The task.
If a line in the entries includes "NodeUtils", show that line.

----

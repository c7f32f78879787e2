use std::fmt;

use super::selector::Selector;

/// Handle to a node inside a [`Document`].
#[derive(Debug, Clone, Copy, PartialEq, Eq, Hash, PartialOrd, Ord)]
pub struct NodeId(usize);

impl fmt::Display for NodeId {
    fn fmt(&self, f: &mut fmt::Formatter<'_>) -> fmt::Result {
        write!(f, "#{}", self.0)
    }
}

#[derive(Debug, Clone)]
pub enum NodeData {
    Element(ElementData),
    Text(String),
}

#[derive(Debug, Clone)]
pub struct ElementData {
    pub tag_name: String,
    pub attributes: Vec<(String, String)>,
}

#[derive(Debug, Clone)]
struct Slot {
    data: NodeData,
    parent: Option<NodeId>,
    children: Vec<NodeId>,
}

/// Arena-backed element tree. Nodes are never removed, so a `NodeId`
/// stays valid for the lifetime of the document.
#[derive(Debug, Clone)]
pub struct Document {
    nodes: Vec<Slot>,
    revision: u64,
    doctype: Option<String>,
}

impl Document {
    pub fn new(root_tag: &str) -> Self {
        Self {
            nodes: vec![Slot {
                data: NodeData::Element(ElementData {
                    tag_name: root_tag.to_string(),
                    attributes: Vec::new(),
                }),
                parent: None,
                children: Vec::new(),
            }],
            revision: 0,
            doctype: None,
        }
    }

    pub fn root(&self) -> NodeId {
        NodeId(0)
    }

    pub fn len(&self) -> usize {
        self.nodes.len()
    }

    /// Bumped on every effective mutation (attribute or class change).
    pub fn revision(&self) -> u64 {
        self.revision
    }

    pub fn append_element(&mut self, parent: NodeId, tag_name: &str, attributes: &[(&str, &str)]) -> NodeId {
        let data = NodeData::Element(ElementData {
            tag_name: tag_name.to_string(),
            attributes: attributes
                .iter()
                .map(|(name, value)| (name.to_string(), value.to_string()))
                .collect(),
        });
        self.push(parent, data)
    }

    /// Appends text under `parent`, extending the last child when it is
    /// already a text node.
    pub fn append_text(&mut self, parent: NodeId, text: &str) -> NodeId {
        if let Some(&last) = self.nodes[parent.0].children.last() {
            if let NodeData::Text(existing) = &mut self.nodes[last.0].data {
                existing.push_str(text);
                return last;
            }
        }
        self.push(parent, NodeData::Text(text.to_string()))
    }

    /// Document type name (`html`) when the markup declared one.
    pub fn doctype(&self) -> Option<&str> {
        self.doctype.as_deref()
    }

    pub fn set_doctype(&mut self, name: &str) {
        self.doctype = Some(name.to_string());
    }

    fn push(&mut self, parent: NodeId, data: NodeData) -> NodeId {
        let id = NodeId(self.nodes.len());
        self.nodes.push(Slot {
            data,
            parent: Some(parent),
            children: Vec::new(),
        });
        self.nodes[parent.0].children.push(id);
        id
    }

    pub fn data(&self, id: NodeId) -> &NodeData {
        &self.nodes[id.0].data
    }

    fn element(&self, id: NodeId) -> Option<&ElementData> {
        match &self.nodes[id.0].data {
            NodeData::Element(element) => Some(element),
            NodeData::Text(_) => None,
        }
    }

    fn element_mut(&mut self, id: NodeId) -> Option<&mut ElementData> {
        match &mut self.nodes[id.0].data {
            NodeData::Element(element) => Some(element),
            NodeData::Text(_) => None,
        }
    }

    pub fn is_element(&self, id: NodeId) -> bool {
        self.element(id).is_some()
    }

    pub fn tag_name(&self, id: NodeId) -> Option<&str> {
        self.element(id).map(|element| element.tag_name.as_str())
    }

    pub fn parent(&self, id: NodeId) -> Option<NodeId> {
        self.nodes[id.0].parent
    }

    pub fn children(&self, id: NodeId) -> &[NodeId] {
        &self.nodes[id.0].children
    }

    pub fn element_children(&self, id: NodeId) -> impl Iterator<Item = NodeId> + '_ {
        self.children(id).iter().copied().filter(|child| self.is_element(*child))
    }

    /// Parent chain, innermost first, ending at the root.
    pub fn ancestors(&self, id: NodeId) -> Ancestors<'_> {
        Ancestors {
            document: self,
            next: self.parent(id),
        }
    }

    /// Element siblings that come after `id`, in document order.
    pub fn following_siblings(&self, id: NodeId) -> Vec<NodeId> {
        let Some(parent) = self.parent(id) else {
            return Vec::new();
        };
        self.children(parent)
            .iter()
            .copied()
            .skip_while(|sibling| *sibling != id)
            .skip(1)
            .filter(|sibling| self.is_element(*sibling))
            .collect()
    }

    /// Element descendants of `id` in document order, excluding `id` itself.
    pub fn descendants(&self, id: NodeId) -> Vec<NodeId> {
        let mut out = Vec::new();
        let mut stack: Vec<NodeId> = self.children(id).iter().rev().copied().collect();
        while let Some(node) = stack.pop() {
            if !self.is_element(node) {
                continue;
            }
            out.push(node);
            stack.extend(self.children(node).iter().rev().copied());
        }
        out
    }

    pub fn is_ancestor_of(&self, ancestor: NodeId, node: NodeId) -> bool {
        self.ancestors(node).any(|candidate| candidate == ancestor)
    }

    pub fn text_content(&self, id: NodeId) -> String {
        let mut text = String::new();
        self.collect_text(id, None, &mut text);
        text
    }

    /// Text of `id` leaving out everything under `excluded`.
    pub fn text_content_without(&self, id: NodeId, excluded: NodeId) -> String {
        let mut text = String::new();
        self.collect_text(id, Some(excluded), &mut text);
        text
    }

    fn collect_text(&self, id: NodeId, excluded: Option<NodeId>, out: &mut String) {
        if excluded == Some(id) {
            return;
        }
        match &self.nodes[id.0].data {
            NodeData::Text(text) => out.push_str(text),
            NodeData::Element(_) => {
                for child in self.children(id) {
                    self.collect_text(*child, excluded, out);
                }
            }
        }
    }

    pub fn attributes(&self, id: NodeId) -> &[(String, String)] {
        self.element(id)
            .map(|element| element.attributes.as_slice())
            .unwrap_or(&[])
    }

    pub fn attribute(&self, id: NodeId, name: &str) -> Option<&str> {
        self.attributes(id)
            .iter()
            .find(|(attr, _)| attr == name)
            .map(|(_, value)| value.as_str())
    }

    pub fn has_attribute(&self, id: NodeId, name: &str) -> bool {
        self.attribute(id, name).is_some()
    }

    /// Sets an attribute. Returns `true` if the document changed.
    pub fn set_attribute(&mut self, id: NodeId, name: &str, value: &str) -> bool {
        let Some(element) = self.element_mut(id) else {
            return false;
        };
        let changed = match element.attributes.iter_mut().find(|(attr, _)| attr == name) {
            Some((_, existing)) if existing == value => false,
            Some((_, existing)) => {
                *existing = value.to_string();
                true
            }
            None => {
                element.attributes.push((name.to_string(), value.to_string()));
                true
            }
        };
        if changed {
            self.revision += 1;
        }
        changed
    }

    pub fn remove_attribute(&mut self, id: NodeId, name: &str) -> bool {
        let Some(element) = self.element_mut(id) else {
            return false;
        };
        let before = element.attributes.len();
        element.attributes.retain(|(attr, _)| attr != name);
        let changed = element.attributes.len() != before;
        if changed {
            self.revision += 1;
        }
        changed
    }

    pub fn has_class(&self, id: NodeId, class: &str) -> bool {
        self.attribute(id, "class")
            .map(|classes| classes.split_whitespace().any(|c| c == class))
            .unwrap_or(false)
    }

    pub fn add_class(&mut self, id: NodeId, class: &str) -> bool {
        if !self.is_element(id) || self.has_class(id, class) {
            return false;
        }
        let classes = match self.attribute(id, "class").map(str::trim) {
            Some(existing) if !existing.is_empty() => format!("{existing} {class}"),
            _ => class.to_string(),
        };
        self.set_attribute(id, "class", &classes)
    }

    /// Removes a class. The `class` attribute is dropped once it is empty.
    pub fn remove_class(&mut self, id: NodeId, class: &str) -> bool {
        if !self.has_class(id, class) {
            return false;
        }
        let remaining: Vec<&str> = self
            .attribute(id, "class")
            .unwrap_or_default()
            .split_whitespace()
            .filter(|c| *c != class)
            .collect();
        if remaining.is_empty() {
            self.remove_attribute(id, "class")
        } else {
            let joined = remaining.join(" ");
            self.set_attribute(id, "class", &joined)
        }
    }

    /// Flips a class and returns whether it is present afterwards.
    pub fn toggle_class(&mut self, id: NodeId, class: &str) -> bool {
        if self.has_class(id, class) {
            self.remove_class(id, class);
            false
        } else {
            self.add_class(id, class);
            true
        }
    }

    pub fn matches(&self, id: NodeId, selector: &Selector) -> bool {
        selector.matches(self, id)
    }

    /// Every element matching `selector`, in document order.
    pub fn query_selector_all(&self, selector: &Selector) -> Vec<NodeId> {
        std::iter::once(self.root())
            .chain(self.descendants(self.root()))
            .filter(|node| selector.matches(self, *node))
            .collect()
    }

    pub fn query_selector(&self, selector: &Selector) -> Option<NodeId> {
        self.query_selector_all(selector).into_iter().next()
    }
}

pub struct Ancestors<'a> {
    document: &'a Document,
    next: Option<NodeId>,
}

impl Iterator for Ancestors<'_> {
    type Item = NodeId;

    fn next(&mut self) -> Option<NodeId> {
        let current = self.next?;
        self.next = self.document.parent(current);
        Some(current)
    }
}
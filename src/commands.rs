use anyhow::{Context, Result};
use std::fs;
use std::io::Write;
use std::path::Path;

use crate::config::NavConfig;
use crate::dom::{self, Document};
use crate::logging;
use crate::nav::{PageController, ReconcileMode, TreeContract};
use crate::screens::browse::BrowseScreen;
use crate::ui::App;

pub fn load_page(path: &Path) -> Result<Document> {
    let markup =
        fs::read_to_string(path).with_context(|| format!("failed to read page {}", path.display()))?;
    dom::parse(&markup).with_context(|| format!("failed to load page {}", path.display()))
}

fn page_controller(config: &NavConfig, page: &Path) -> Result<PageController> {
    let contract = TreeContract::from_config(config)?;
    Ok(PageController::load(load_page(page)?, contract))
}

pub fn reconcile(
    config: &NavConfig,
    page: &Path,
    location: &str,
    mode: Option<ReconcileMode>,
    output: Option<&Path>,
    out: &mut impl Write,
) -> Result<()> {
    let mut config = config.clone();
    if let Some(mode) = mode {
        config.mode = mode;
    }

    let mut controller = page_controller(&config, page)?;
    let report = controller.on_load(location);
    if !report.changed() {
        log::info!("{location} left the tree unchanged");
    }

    let markup = dom::serialize(&controller.into_document());
    match output {
        Some(path) => {
            fs::write(path, markup).with_context(|| format!("failed to write {}", path.display()))?;
            log::info!("wrote {}", path.display());
        }
        None => writeln!(out, "{markup}")?,
    }
    Ok(())
}

pub fn keys(config: &NavConfig, page: &Path, out: &mut impl Write) -> Result<()> {
    let controller = page_controller(config, page)?;
    let doc = controller.document();
    for (key, node) in controller.tree_map().sorted() {
        let container = controller.handlers().container_for(node);
        let label = crate::node_utils::NodeUtils::toggle_label(doc, node, container);
        writeln!(out, "/{key}\t{node}\t{label}")?;
    }
    Ok(())
}

pub fn browse(config: &NavConfig, page: &Path, location: Option<&str>) -> Result<()> {
    let controller = page_controller(config, page)?;
    let page_name = page
        .file_name()
        .map(|name| name.to_string_lossy().into_owned())
        .unwrap_or_else(|| page.display().to_string());

    let mut screen = BrowseScreen::new(controller, page_name);
    if let Some(location) = location {
        screen.apply_initial_location(location);
    }

    logging::switch_to_tui_logging();
    App::new(screen).run()
}
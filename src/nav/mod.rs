//! Keeps a navigation tree's expand/collapse state in step with the current
//! page: build a lookup from path keys or labels to tree entries, open the
//! entries leading to the current location, and handle toggle clicks.

mod contract;
mod page;
mod path_key;
mod reconcile;
mod toggle;
mod tree_map;

#[cfg(test)]
mod fixtures;

pub use contract::TreeContract;
pub use page::{EventOutcome, PageController, PageEvent};
pub use path_key::{PathKey, PathNormalizer};
pub use reconcile::{open_tree_from_path, resolve_ancestors, ReconcileMode, ReconcileReport, SegmentSemantics};
pub use toggle::{register_toggle_handlers, ToggleHandlers};
pub use tree_map::{build_link_lookup, build_lookup, build_toggle_lookup, TreeMap};
use anyhow::{bail, Context, Result};
use url::Url;

use super::path_key::{PathKey, PathNormalizer};
use super::reconcile::{ReconcileMode, SegmentSemantics};
use crate::config::NavConfig;
use crate::dom::Selector;

/// Compiled form of [`NavConfig`]: parsed selectors, base URL and path
/// normalizer, ready for the reconciliation routines.
#[derive(Debug, Clone)]
pub struct TreeContract {
    pub mode: ReconcileMode,
    pub segment_semantics: SegmentSemantics,
    pub mark_current: bool,
    pub base_url: Url,
    pub nav_root: Selector,
    pub links: Selector,
    pub collapsible: Selector,
    pub current_link: Selector,
    pub toggles: Selector,
    pub nested: Selector,
    pub active_class: String,
    pub caret_down_class: String,
    pub current_attribute: String,
    pub paths: PathNormalizer,
}

impl TreeContract {
    pub fn from_config(config: &NavConfig) -> Result<Self> {
        let markup = &config.markup;
        for (field, class) in [
            ("toggle_class", &markup.toggle_class),
            ("nested_class", &markup.nested_class),
            ("active_class", &markup.active_class),
            ("caret_down_class", &markup.caret_down_class),
        ] {
            if class.is_empty() || class.contains(char::is_whitespace) {
                bail!("markup.{field} must be a single class name, got {class:?}");
            }
        }

        let base_url = Url::parse(&config.base_url)
            .with_context(|| format!("invalid base_url {:?}", config.base_url))?;
        if base_url.cannot_be_a_base() {
            bail!("base_url {:?} cannot resolve relative links", config.base_url);
        }

        Ok(Self {
            mode: config.mode,
            segment_semantics: config.segment_semantics,
            mark_current: config.mark_current,
            base_url,
            nav_root: selector("markup.nav_root", &markup.nav_root)?,
            links: selector("markup.link_selector", &markup.link_selector)?,
            collapsible: selector("markup.collapsible_selector", &markup.collapsible_selector)?,
            current_link: selector(
                "markup.nav_root",
                &format!("{} a[{}=page]", markup.nav_root, markup.current_attribute),
            )?,
            toggles: selector("markup.toggle_class", &format!(".{}", markup.toggle_class))?,
            nested: selector("markup.nested_class", &format!(".{}", markup.nested_class))?,
            active_class: markup.active_class.clone(),
            caret_down_class: markup.caret_down_class.clone(),
            current_attribute: markup.current_attribute.clone(),
            paths: PathNormalizer::new(&config.extensions)?,
        })
    }

    /// Key of the page at `location`: a path or an absolute URL. Query and
    /// fragment are ignored.
    pub fn location_key(&self, location: &str) -> PathKey {
        match self.base_url.join(location.trim()) {
            Ok(url) => self.paths.normalize(url.path()),
            Err(e) => {
                log::debug!("location {location:?} is not a URL ({e}), using it as a raw path");
                let raw = location.split(['?', '#']).next().unwrap_or_default();
                self.paths.normalize(raw)
            }
        }
    }

    /// Key of a tree link's destination, or `None` when the href leaves the
    /// site (other origin, non-http scheme) or does not parse.
    pub fn link_key(&self, href: &str) -> Option<PathKey> {
        let url = match self.base_url.join(href.trim()) {
            Ok(url) => url,
            Err(e) => {
                log::debug!("skipping unparsable href {href:?}: {e}");
                return None;
            }
        };
        if !matches!(url.scheme(), "http" | "https") || url.origin() != self.base_url.origin() {
            log::trace!("skipping off-site href {href:?}");
            return None;
        }
        Some(self.paths.normalize(url.path()))
    }
}

fn selector(field: &str, source: &str) -> Result<Selector> {
    Selector::parse(source).with_context(|| format!("invalid {field} {source:?}"))
}
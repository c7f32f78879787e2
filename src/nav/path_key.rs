use anyhow::{Context, Result};
use percent_encoding::percent_decode_str;
use regex::Regex;
use std::fmt;

/// Normalized identifier of a page inside the navigation tree: the decoded,
/// non-empty path segments with any known extension stripped.
#[derive(Debug, Clone, PartialEq, Eq, Hash, Default)]
pub struct PathKey {
    segments: Vec<String>,
}

impl PathKey {
    pub fn from_segments<I, S>(segments: I) -> Self
    where
        I: IntoIterator<Item = S>,
        S: Into<String>,
    {
        Self {
            segments: segments.into_iter().map(Into::into).collect(),
        }
    }

    pub fn segments(&self) -> &[String] {
        &self.segments
    }

    pub fn is_root(&self) -> bool {
        self.segments.is_empty()
    }

    /// Lookup key: segments joined with `/`, no leading or trailing slash.
    pub fn as_key(&self) -> String {
        self.segments.join("/")
    }

    /// Every leading sub-path, shortest first: `a`, `a/b`, `a/b/c`.
    pub fn prefixes(&self) -> impl Iterator<Item = PathKey> + '_ {
        (1..=self.segments.len()).map(|len| PathKey {
            segments: self.segments[..len].to_vec(),
        })
    }

    pub fn last_segment(&self) -> Option<&str> {
        self.segments.last().map(String::as_str)
    }
}

impl fmt::Display for PathKey {
    fn fmt(&self, f: &mut fmt::Formatter<'_>) -> fmt::Result {
        write!(f, "/{}", self.as_key())
    }
}

/// Turns raw URL paths into [`PathKey`]s.
#[derive(Debug, Clone)]
pub struct PathNormalizer {
    extension: Option<Regex>,
}

impl PathNormalizer {
    pub fn new(extensions: &[String]) -> Result<Self> {
        let alternatives: Vec<String> = extensions
            .iter()
            .map(|ext| ext.trim().trim_start_matches('.'))
            .filter(|ext| !ext.is_empty())
            .map(regex::escape)
            .collect();

        let extension = if alternatives.is_empty() {
            None
        } else {
            let pattern = format!(r"(?i)\.(?:{})$", alternatives.join("|"));
            Some(Regex::new(&pattern).with_context(|| format!("invalid extension list {extensions:?}"))?)
        };

        Ok(Self { extension })
    }

    pub fn normalize(&self, path: &str) -> PathKey {
        let decoded = percent_decode_str(path).decode_utf8_lossy();
        let segments = decoded
            .split('/')
            .filter(|segment| !segment.is_empty())
            .map(|segment| self.strip_extension(segment))
            .filter(|segment| !segment.is_empty())
            .map(str::to_string)
            .collect();
        PathKey { segments }
    }

    fn strip_extension<'a>(&self, segment: &'a str) -> &'a str {
        match self.extension.as_ref().and_then(|re| re.find(segment)) {
            Some(found) => &segment[..found.start()],
            None => segment,
        }
    }
}
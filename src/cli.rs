use clap::{Parser, Subcommand};
use std::path::PathBuf;

use crate::nav::ReconcileMode;

/// Keep a navigation tree's open/closed state in step with the current page
#[derive(Debug, Parser)]
#[command(name = "navtree", version)]
pub struct Cli {
    /// TOML configuration file
    #[arg(long, global = true)]
    pub config: Option<PathBuf>,

    /// More log output (-v info, -vv debug, -vvv trace)
    #[arg(short, long, action = clap::ArgAction::Count, global = true)]
    pub verbose: u8,

    #[command(subcommand)]
    pub command: Command,
}

#[derive(Debug, Subcommand)]
pub enum Command {
    /// Reconcile a page for a location and print the resulting markup
    Reconcile {
        /// Markup file holding the navigation tree
        #[arg(long)]
        page: PathBuf,
        /// Current location, e.g. /docs/guide/setup.html
        #[arg(long)]
        location: String,
        /// Overrides the configured mode
        #[arg(long, value_enum)]
        mode: Option<ReconcileMode>,
        /// Write the markup here instead of stdout
        #[arg(long)]
        output: Option<PathBuf>,
    },
    /// Print the lookup table built for a page
    Keys {
        #[arg(long)]
        page: PathBuf,
    },
    /// Browse a page's navigation tree in the terminal
    Browse {
        #[arg(long)]
        page: PathBuf,
        /// Location reconciled when the page loads
        #[arg(long)]
        location: Option<String>,
    },
}
use crate::dom::{Document, NodeId};

/// Utility functions for navigation entry labels and label paths
pub struct NodeUtils;

impl NodeUtils {
    /// Generate a full path from parent path and node name
    pub fn generate_path(parent_path: &str, node_name: &str) -> String {
        if parent_path.is_empty() {
            node_name.to_string()
        } else {
            format!("{parent_path}/{node_name}")
        }
    }

    /// Visible text of an entry with whitespace runs collapsed
    pub fn label(doc: &Document, node: NodeId) -> String {
        Self::collapse_whitespace(&doc.text_content(node))
    }

    /// Label of a toggle. When its nested container sits inside the toggle,
    /// the container's entries are not part of the label.
    pub fn toggle_label(doc: &Document, toggle: NodeId, container: Option<NodeId>) -> String {
        match container {
            Some(container) if doc.is_ancestor_of(toggle, container) => {
                Self::collapse_whitespace(&doc.text_content_without(toggle, container))
            }
            _ => Self::label(doc, toggle),
        }
    }

    fn collapse_whitespace(text: &str) -> String {
        text.split_whitespace().collect::<Vec<_>>().join(" ")
    }

    /// Label of a collapsible container: the text of its `summary` child,
    /// falling back to the whole text when there is none.
    pub fn summary_label(doc: &Document, node: NodeId) -> String {
        doc.element_children(node)
            .find(|child| doc.tag_name(*child) == Some("summary"))
            .map(|summary| Self::label(doc, summary))
            .unwrap_or_else(|| Self::label(doc, node))
    }
}

#[cfg(test)]
mod tests {
    use super::*;

    #[test]
    fn generate_path_skips_empty_parent() {
        assert_eq!(NodeUtils::generate_path("", "docs"), "docs");
        assert_eq!(NodeUtils::generate_path("docs", "guide"), "docs/guide");
    }

    #[test]
    fn labels_collapse_whitespace() {
        let doc = crate::dom::parse("<details><summary>\n  Getting\n  Started </summary><a href=\"/\">x</a></details>").unwrap();
        assert_eq!(NodeUtils::summary_label(&doc, doc.root()), "Getting Started");
    }

    #[test]
    fn toggle_label_leaves_out_an_inner_container() {
        let doc = crate::dom::parse(
            r#"<div class="caret"> docs <ul class="nested"><li>Intro</li></ul></div>"#,
        )
        .unwrap();
        let container = doc.element_children(doc.root()).next().unwrap();
        assert_eq!(NodeUtils::toggle_label(&doc, doc.root(), Some(container)), "docs");
        assert_eq!(NodeUtils::toggle_label(&doc, doc.root(), None), "docs Intro");
    }
}
use crate::dom::NodeId;
use crate::nav::{PageController, ReconcileReport};
use ratatui::layout::Rect;
use tui_input::Input;
use tui_logger::TuiWidgetState;

#[derive(Clone, Debug, PartialEq)]
pub enum RowKind {
    /// `<details>`-style container, opened through its summary
    Collapsible,
    /// Caret toggle paired with a nested container
    Toggle,
    /// Tree link to a page
    Link,
}

/// One visible line of the navigation tree.
#[derive(Clone, Debug)]
pub struct TreeRow {
    pub node: NodeId,
    /// Node that receives the click for this row
    pub click_target: NodeId,
    pub name: String,
    pub kind: RowKind,
    pub level: usize,
    pub has_children: bool,
    pub is_expanded: bool,
    pub is_current: bool,
    pub href: Option<String>,
}

impl TreeRow {
    pub fn should_show_expand_indicator(&self) -> bool {
        matches!(self.kind, RowKind::Collapsible | RowKind::Toggle)
    }
}

#[derive(Debug, Clone, PartialEq)]
pub enum InputMode {
    Normal,
    Editing,
}

#[derive(Debug, Clone, PartialEq)]
pub enum ScreenAction {
    Quit,
}

pub struct BrowseScreen {
    pub page: PageController,
    pub page_name: String,

    // Tree navigation state
    pub tree_rows: Vec<TreeRow>,
    pub selected_row_index: usize,
    pub scroll_offset: usize,
    pub current_visible_height: usize,
    pub tree_area: Rect,

    // Location prompt
    pub input_mode: InputMode,
    pub location_input: Input,

    pub logger_widget_state: TuiWidgetState,
    pub last_report: Option<ReconcileReport>,

    // Mouse state for double-click detection
    pub last_click_time: Option<std::time::Instant>,
    pub last_click_position: Option<(u16, u16)>,
}

impl BrowseScreen {
    pub fn new(page: PageController, page_name: String) -> Self {
        let mut browse_screen = Self {
            page,
            page_name,
            tree_rows: Vec::new(),
            selected_row_index: 0,
            scroll_offset: 0,
            current_visible_height: 0,
            tree_area: Rect::default(),
            input_mode: InputMode::Normal,
            location_input: Input::default(),
            logger_widget_state: TuiWidgetState::new(),
            last_report: None,
            last_click_time: None,
            last_click_position: None,
        };

        browse_screen.rebuild_rows();
        browse_screen
    }

    pub fn selected_row(&self) -> Option<&TreeRow> {
        self.tree_rows.get(self.selected_row_index)
    }

    pub fn location(&self) -> &str {
        self.page.location().unwrap_or("-")
    }
}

----

Result.
        let label = crate::node_utils::NodeUtils::toggle_label(doc, node, container);
pub struct NodeUtils;
impl NodeUtils {
        assert_eq!(NodeUtils::generate_path("", "docs"), "docs");
        assert_eq!(NodeUtils::generate_path("docs", "guide"), "docs/guide");
        assert_eq!(NodeUtils::summary_label(&doc, doc.root()), "Getting Started");
        assert_eq!(NodeUtils::toggle_label(&doc, doc.root(), Some(container)), "docs");
        assert_eq!(NodeUtils::toggle_label(&doc, doc.root(), None), "docs Intro");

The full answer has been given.